[[ Supplied data open ]]
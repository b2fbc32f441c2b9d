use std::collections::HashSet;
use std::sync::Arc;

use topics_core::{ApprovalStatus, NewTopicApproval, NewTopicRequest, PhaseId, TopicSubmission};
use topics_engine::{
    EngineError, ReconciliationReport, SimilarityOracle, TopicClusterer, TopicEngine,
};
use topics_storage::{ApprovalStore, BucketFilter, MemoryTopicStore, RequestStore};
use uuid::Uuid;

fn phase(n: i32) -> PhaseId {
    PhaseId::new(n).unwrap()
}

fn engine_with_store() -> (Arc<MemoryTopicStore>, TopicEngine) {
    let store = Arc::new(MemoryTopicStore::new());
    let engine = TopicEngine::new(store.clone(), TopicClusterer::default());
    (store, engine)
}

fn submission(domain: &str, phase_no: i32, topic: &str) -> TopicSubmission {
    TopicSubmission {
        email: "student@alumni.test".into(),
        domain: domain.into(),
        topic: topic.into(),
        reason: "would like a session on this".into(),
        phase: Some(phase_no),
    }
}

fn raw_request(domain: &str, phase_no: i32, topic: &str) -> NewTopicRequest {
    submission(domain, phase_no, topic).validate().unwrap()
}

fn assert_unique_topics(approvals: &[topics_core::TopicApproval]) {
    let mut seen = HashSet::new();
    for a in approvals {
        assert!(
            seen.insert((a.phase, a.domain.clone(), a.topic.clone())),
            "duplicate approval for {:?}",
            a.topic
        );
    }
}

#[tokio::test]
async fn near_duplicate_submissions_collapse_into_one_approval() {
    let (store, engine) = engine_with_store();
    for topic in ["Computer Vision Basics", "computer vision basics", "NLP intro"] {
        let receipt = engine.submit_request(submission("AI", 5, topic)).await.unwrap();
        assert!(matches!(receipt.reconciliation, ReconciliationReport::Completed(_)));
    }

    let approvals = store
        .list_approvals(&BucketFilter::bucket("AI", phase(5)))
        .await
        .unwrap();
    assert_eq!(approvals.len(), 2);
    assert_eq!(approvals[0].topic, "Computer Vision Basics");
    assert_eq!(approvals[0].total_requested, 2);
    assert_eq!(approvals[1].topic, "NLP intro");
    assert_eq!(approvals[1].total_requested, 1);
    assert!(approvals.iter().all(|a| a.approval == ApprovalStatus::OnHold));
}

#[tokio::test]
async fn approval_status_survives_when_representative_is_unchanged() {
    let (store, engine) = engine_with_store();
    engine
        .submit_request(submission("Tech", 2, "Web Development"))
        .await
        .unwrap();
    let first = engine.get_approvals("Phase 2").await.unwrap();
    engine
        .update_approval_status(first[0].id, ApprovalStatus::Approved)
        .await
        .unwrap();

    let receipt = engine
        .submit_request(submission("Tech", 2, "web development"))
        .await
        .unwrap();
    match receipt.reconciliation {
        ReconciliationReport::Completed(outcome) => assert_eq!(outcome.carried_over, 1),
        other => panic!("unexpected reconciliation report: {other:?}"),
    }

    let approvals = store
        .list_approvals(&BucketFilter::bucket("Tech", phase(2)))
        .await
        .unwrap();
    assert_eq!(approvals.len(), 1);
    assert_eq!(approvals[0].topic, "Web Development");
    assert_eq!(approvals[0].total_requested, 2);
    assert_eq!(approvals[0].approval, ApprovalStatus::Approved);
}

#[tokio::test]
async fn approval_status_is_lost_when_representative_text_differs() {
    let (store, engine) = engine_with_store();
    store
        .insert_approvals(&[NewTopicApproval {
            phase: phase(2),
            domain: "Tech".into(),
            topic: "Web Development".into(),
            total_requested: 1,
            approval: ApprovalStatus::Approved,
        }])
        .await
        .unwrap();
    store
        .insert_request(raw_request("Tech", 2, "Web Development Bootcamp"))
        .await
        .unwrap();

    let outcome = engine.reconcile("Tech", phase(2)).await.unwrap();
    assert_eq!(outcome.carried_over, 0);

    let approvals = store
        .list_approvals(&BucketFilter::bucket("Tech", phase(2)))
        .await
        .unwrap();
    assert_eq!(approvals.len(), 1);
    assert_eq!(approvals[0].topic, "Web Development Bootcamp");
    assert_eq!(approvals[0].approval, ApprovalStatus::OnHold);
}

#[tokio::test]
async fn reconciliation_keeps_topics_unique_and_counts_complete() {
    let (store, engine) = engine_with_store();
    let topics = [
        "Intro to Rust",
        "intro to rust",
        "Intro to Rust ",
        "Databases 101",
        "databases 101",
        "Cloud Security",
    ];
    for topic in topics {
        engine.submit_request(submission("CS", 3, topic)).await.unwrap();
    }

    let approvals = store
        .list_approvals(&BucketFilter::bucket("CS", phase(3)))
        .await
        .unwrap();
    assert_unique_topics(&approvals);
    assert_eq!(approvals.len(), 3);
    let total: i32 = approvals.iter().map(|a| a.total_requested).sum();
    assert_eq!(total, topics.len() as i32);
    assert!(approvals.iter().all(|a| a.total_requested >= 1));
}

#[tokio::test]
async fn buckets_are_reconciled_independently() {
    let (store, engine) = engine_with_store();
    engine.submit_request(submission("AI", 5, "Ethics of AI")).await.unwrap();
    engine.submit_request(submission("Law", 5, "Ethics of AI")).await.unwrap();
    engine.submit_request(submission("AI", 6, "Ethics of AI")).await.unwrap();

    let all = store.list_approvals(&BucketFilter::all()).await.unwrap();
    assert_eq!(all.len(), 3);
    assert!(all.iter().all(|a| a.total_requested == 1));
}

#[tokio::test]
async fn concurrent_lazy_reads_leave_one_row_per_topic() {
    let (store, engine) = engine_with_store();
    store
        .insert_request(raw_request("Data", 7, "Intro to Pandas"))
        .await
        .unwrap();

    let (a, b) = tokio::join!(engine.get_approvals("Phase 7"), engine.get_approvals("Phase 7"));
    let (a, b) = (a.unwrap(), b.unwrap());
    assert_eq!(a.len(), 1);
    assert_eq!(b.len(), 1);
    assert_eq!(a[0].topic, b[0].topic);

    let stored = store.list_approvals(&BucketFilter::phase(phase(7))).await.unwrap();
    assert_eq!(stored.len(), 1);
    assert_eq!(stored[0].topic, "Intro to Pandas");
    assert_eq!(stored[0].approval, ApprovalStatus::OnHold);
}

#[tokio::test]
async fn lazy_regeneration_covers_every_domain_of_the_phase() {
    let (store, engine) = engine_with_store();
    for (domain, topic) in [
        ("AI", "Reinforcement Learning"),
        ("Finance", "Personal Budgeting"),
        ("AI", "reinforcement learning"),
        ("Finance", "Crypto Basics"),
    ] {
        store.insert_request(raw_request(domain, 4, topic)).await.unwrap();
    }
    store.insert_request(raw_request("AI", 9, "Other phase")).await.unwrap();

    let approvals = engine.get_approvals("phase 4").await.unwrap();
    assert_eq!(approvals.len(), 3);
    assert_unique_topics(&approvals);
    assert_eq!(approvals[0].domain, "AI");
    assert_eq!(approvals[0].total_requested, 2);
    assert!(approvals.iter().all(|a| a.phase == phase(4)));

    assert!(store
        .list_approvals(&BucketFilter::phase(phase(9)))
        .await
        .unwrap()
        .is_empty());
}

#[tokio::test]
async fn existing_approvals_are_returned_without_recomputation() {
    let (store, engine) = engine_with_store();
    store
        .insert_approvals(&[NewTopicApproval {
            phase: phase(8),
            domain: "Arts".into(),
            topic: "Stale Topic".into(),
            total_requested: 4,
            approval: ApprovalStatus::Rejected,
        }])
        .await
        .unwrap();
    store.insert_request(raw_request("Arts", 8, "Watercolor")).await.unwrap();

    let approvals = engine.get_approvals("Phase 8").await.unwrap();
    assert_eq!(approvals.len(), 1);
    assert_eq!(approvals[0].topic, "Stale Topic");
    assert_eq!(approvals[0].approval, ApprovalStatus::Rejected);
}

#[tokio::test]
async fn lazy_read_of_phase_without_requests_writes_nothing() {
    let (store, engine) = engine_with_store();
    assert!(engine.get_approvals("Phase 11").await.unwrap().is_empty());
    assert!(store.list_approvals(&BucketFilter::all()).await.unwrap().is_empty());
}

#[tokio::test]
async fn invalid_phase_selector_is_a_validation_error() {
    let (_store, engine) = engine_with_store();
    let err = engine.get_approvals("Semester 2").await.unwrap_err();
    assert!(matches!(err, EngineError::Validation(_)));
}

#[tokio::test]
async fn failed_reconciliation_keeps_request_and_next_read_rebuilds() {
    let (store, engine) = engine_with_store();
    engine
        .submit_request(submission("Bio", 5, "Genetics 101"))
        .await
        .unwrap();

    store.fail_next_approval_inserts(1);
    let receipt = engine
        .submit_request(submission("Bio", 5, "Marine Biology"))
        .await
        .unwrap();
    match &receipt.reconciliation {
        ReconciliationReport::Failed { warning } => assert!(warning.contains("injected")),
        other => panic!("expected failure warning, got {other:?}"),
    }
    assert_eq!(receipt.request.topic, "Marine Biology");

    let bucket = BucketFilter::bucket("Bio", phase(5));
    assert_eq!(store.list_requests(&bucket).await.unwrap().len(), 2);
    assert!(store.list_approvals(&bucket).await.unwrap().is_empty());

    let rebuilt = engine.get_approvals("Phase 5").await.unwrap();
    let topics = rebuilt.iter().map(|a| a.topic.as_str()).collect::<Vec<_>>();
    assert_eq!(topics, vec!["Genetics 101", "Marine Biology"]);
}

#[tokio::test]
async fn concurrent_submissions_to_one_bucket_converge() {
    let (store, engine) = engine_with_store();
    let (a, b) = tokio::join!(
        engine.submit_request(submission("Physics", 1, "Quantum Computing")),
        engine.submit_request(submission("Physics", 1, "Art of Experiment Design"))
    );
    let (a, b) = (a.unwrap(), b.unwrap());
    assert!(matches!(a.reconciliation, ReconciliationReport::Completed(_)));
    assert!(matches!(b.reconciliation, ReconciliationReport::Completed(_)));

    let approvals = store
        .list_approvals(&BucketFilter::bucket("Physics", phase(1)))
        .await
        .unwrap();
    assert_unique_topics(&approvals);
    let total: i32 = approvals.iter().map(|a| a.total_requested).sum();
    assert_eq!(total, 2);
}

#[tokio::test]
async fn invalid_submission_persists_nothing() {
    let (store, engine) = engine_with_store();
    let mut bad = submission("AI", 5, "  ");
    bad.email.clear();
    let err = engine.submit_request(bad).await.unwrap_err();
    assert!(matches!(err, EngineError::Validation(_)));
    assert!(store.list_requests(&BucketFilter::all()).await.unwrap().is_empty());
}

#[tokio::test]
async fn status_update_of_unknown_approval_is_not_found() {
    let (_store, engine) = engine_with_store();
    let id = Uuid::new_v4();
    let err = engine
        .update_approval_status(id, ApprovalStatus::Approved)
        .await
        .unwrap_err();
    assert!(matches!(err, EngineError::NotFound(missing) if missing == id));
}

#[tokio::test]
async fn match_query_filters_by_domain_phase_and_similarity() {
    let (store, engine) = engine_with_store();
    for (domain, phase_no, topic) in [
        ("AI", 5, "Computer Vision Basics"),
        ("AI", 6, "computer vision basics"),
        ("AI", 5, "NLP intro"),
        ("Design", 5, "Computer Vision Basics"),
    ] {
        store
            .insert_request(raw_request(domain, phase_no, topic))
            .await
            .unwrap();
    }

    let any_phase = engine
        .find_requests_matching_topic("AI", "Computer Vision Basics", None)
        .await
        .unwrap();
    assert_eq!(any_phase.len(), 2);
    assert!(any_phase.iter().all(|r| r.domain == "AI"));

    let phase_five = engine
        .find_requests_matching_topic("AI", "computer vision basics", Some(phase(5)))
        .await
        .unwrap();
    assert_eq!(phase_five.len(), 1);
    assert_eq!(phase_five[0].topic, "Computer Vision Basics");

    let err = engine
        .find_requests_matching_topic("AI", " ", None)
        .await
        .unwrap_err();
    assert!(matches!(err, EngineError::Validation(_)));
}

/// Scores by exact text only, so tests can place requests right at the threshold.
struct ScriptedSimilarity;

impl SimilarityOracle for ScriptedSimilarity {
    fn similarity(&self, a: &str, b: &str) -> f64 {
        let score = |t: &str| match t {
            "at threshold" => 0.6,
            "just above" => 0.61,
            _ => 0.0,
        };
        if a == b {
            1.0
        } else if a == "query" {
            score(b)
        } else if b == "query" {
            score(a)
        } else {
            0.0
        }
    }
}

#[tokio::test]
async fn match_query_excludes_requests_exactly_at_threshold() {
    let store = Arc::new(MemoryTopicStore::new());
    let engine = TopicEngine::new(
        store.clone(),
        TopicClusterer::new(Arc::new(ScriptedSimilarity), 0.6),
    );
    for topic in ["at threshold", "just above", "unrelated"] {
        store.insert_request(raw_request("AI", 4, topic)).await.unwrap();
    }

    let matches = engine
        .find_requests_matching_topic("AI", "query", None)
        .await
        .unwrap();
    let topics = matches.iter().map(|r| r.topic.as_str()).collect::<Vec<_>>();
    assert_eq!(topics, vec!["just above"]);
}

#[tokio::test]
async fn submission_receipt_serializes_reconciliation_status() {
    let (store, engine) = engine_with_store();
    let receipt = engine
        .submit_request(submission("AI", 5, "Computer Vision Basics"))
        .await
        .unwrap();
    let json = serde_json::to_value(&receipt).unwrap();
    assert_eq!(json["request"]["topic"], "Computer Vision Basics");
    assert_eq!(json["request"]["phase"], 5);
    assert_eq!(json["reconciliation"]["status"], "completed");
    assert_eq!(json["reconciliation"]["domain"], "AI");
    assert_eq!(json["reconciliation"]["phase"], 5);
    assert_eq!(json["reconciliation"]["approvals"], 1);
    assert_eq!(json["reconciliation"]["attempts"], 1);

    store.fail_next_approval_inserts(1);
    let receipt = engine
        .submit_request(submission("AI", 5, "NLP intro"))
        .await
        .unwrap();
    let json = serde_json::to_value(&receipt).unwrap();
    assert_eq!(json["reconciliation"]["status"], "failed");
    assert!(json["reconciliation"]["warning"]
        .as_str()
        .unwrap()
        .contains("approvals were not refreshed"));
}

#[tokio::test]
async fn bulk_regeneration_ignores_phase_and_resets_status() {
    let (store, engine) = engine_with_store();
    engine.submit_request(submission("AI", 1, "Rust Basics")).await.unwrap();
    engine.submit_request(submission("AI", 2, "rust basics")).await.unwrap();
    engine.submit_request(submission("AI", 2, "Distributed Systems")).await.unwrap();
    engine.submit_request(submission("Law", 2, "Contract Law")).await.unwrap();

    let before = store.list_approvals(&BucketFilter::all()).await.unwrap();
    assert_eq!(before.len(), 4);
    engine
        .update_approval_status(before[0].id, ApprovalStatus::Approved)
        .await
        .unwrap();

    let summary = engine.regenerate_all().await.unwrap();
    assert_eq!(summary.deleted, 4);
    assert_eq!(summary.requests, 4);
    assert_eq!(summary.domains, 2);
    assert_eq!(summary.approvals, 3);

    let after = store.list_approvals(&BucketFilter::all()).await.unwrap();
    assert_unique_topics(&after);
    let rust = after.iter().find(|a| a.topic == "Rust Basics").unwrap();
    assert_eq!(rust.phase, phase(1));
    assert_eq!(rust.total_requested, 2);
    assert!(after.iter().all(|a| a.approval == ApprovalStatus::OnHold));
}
[[ Supplied data closed ]]
[[ Supplied data open ]]
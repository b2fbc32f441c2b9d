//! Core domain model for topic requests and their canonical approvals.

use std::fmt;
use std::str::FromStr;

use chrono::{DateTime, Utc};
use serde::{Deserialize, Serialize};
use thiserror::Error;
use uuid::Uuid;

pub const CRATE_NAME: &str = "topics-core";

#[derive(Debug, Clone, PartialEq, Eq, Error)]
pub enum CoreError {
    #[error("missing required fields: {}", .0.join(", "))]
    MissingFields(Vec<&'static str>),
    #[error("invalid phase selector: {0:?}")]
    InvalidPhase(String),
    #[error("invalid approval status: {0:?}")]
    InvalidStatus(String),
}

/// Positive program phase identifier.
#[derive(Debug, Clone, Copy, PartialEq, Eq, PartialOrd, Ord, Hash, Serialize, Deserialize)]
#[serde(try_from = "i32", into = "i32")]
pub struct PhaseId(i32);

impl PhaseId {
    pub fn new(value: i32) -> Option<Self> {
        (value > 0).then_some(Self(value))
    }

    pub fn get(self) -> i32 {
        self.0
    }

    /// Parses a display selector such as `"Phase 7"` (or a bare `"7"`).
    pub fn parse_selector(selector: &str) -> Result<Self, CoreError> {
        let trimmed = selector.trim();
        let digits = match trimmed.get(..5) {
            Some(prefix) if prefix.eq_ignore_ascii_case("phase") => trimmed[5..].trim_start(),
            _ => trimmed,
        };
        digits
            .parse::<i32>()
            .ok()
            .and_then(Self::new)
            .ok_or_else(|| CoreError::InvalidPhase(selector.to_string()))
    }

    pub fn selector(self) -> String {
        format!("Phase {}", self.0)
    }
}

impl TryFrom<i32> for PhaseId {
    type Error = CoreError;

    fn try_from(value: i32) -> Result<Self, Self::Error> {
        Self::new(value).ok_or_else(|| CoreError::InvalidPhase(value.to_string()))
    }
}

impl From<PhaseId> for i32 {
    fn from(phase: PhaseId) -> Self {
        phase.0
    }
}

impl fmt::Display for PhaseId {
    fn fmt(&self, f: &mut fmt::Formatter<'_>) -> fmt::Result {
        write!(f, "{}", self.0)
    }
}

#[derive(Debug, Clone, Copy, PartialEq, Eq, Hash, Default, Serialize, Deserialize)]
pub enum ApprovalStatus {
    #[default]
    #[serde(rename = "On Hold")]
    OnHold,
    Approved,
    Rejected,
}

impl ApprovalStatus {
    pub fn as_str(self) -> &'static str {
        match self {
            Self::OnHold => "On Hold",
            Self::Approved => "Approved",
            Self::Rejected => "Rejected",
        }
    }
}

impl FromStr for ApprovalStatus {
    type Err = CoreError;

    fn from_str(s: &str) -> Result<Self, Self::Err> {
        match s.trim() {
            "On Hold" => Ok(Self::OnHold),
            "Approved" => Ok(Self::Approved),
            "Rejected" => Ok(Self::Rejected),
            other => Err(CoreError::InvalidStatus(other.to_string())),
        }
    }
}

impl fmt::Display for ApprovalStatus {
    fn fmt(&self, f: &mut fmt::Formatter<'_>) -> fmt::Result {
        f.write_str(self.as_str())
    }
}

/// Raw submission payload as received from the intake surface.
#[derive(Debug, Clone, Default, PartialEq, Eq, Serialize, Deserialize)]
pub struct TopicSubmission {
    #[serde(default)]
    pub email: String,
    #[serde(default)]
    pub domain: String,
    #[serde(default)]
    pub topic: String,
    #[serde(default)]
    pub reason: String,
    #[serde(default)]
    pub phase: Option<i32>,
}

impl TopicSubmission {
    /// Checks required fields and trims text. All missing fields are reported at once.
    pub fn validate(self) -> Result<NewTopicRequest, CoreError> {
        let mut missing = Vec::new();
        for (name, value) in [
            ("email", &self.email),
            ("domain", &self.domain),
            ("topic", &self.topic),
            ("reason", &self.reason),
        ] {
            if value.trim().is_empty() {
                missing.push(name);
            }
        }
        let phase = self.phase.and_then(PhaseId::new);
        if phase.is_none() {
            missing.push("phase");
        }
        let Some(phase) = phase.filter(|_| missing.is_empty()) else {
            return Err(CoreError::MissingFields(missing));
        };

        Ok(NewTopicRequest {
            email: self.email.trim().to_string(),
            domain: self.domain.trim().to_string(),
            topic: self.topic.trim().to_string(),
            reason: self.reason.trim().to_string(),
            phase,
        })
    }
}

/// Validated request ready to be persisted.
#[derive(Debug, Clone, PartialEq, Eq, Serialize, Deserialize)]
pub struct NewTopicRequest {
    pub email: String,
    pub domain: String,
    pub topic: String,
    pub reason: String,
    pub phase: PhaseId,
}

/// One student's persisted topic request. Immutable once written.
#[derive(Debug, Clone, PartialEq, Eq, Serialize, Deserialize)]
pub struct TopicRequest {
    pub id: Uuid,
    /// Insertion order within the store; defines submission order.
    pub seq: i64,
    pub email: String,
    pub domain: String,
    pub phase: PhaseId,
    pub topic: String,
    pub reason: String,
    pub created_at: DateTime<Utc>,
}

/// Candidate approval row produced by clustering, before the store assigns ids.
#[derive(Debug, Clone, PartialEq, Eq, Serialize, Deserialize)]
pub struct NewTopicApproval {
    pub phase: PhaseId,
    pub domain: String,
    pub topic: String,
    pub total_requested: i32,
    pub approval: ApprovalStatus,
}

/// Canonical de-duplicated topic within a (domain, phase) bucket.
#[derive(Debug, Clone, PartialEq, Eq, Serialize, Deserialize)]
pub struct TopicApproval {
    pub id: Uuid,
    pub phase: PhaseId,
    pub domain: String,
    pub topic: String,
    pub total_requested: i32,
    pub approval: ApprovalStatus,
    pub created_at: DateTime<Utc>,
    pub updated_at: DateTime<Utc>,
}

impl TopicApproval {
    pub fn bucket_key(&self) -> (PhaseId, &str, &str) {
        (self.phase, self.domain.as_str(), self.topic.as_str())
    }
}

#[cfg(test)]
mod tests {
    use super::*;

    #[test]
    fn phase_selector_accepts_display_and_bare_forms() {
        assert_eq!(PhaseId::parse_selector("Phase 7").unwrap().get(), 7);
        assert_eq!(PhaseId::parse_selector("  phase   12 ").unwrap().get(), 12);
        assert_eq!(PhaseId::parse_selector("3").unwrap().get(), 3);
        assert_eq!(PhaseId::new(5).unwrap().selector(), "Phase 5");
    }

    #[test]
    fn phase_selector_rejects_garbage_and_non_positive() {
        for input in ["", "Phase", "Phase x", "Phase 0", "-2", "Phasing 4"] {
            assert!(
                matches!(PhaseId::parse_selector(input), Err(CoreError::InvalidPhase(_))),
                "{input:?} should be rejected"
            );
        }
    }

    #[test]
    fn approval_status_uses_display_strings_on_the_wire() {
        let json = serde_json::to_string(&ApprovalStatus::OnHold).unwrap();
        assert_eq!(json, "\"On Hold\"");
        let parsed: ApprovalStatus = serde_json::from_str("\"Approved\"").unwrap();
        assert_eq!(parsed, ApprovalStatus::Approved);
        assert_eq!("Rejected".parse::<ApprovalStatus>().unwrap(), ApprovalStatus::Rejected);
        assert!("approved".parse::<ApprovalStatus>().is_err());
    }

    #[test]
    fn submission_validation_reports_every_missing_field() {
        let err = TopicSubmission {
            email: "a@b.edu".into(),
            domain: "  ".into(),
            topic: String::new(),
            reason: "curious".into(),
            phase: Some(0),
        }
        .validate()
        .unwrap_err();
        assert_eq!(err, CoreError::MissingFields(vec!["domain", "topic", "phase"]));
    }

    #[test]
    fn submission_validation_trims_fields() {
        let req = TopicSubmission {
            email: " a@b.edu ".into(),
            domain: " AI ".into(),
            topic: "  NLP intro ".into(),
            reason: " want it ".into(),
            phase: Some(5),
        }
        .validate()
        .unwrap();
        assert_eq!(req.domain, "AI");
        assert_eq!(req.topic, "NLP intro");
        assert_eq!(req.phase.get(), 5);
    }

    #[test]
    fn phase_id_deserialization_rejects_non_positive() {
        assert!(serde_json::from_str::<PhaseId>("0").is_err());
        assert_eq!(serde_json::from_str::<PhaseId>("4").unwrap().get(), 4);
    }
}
[[ Supplied data closed ]]
Work item: Whenever a line holds "after", it counts; state the total for the records and add nothing.

Expected answer: 4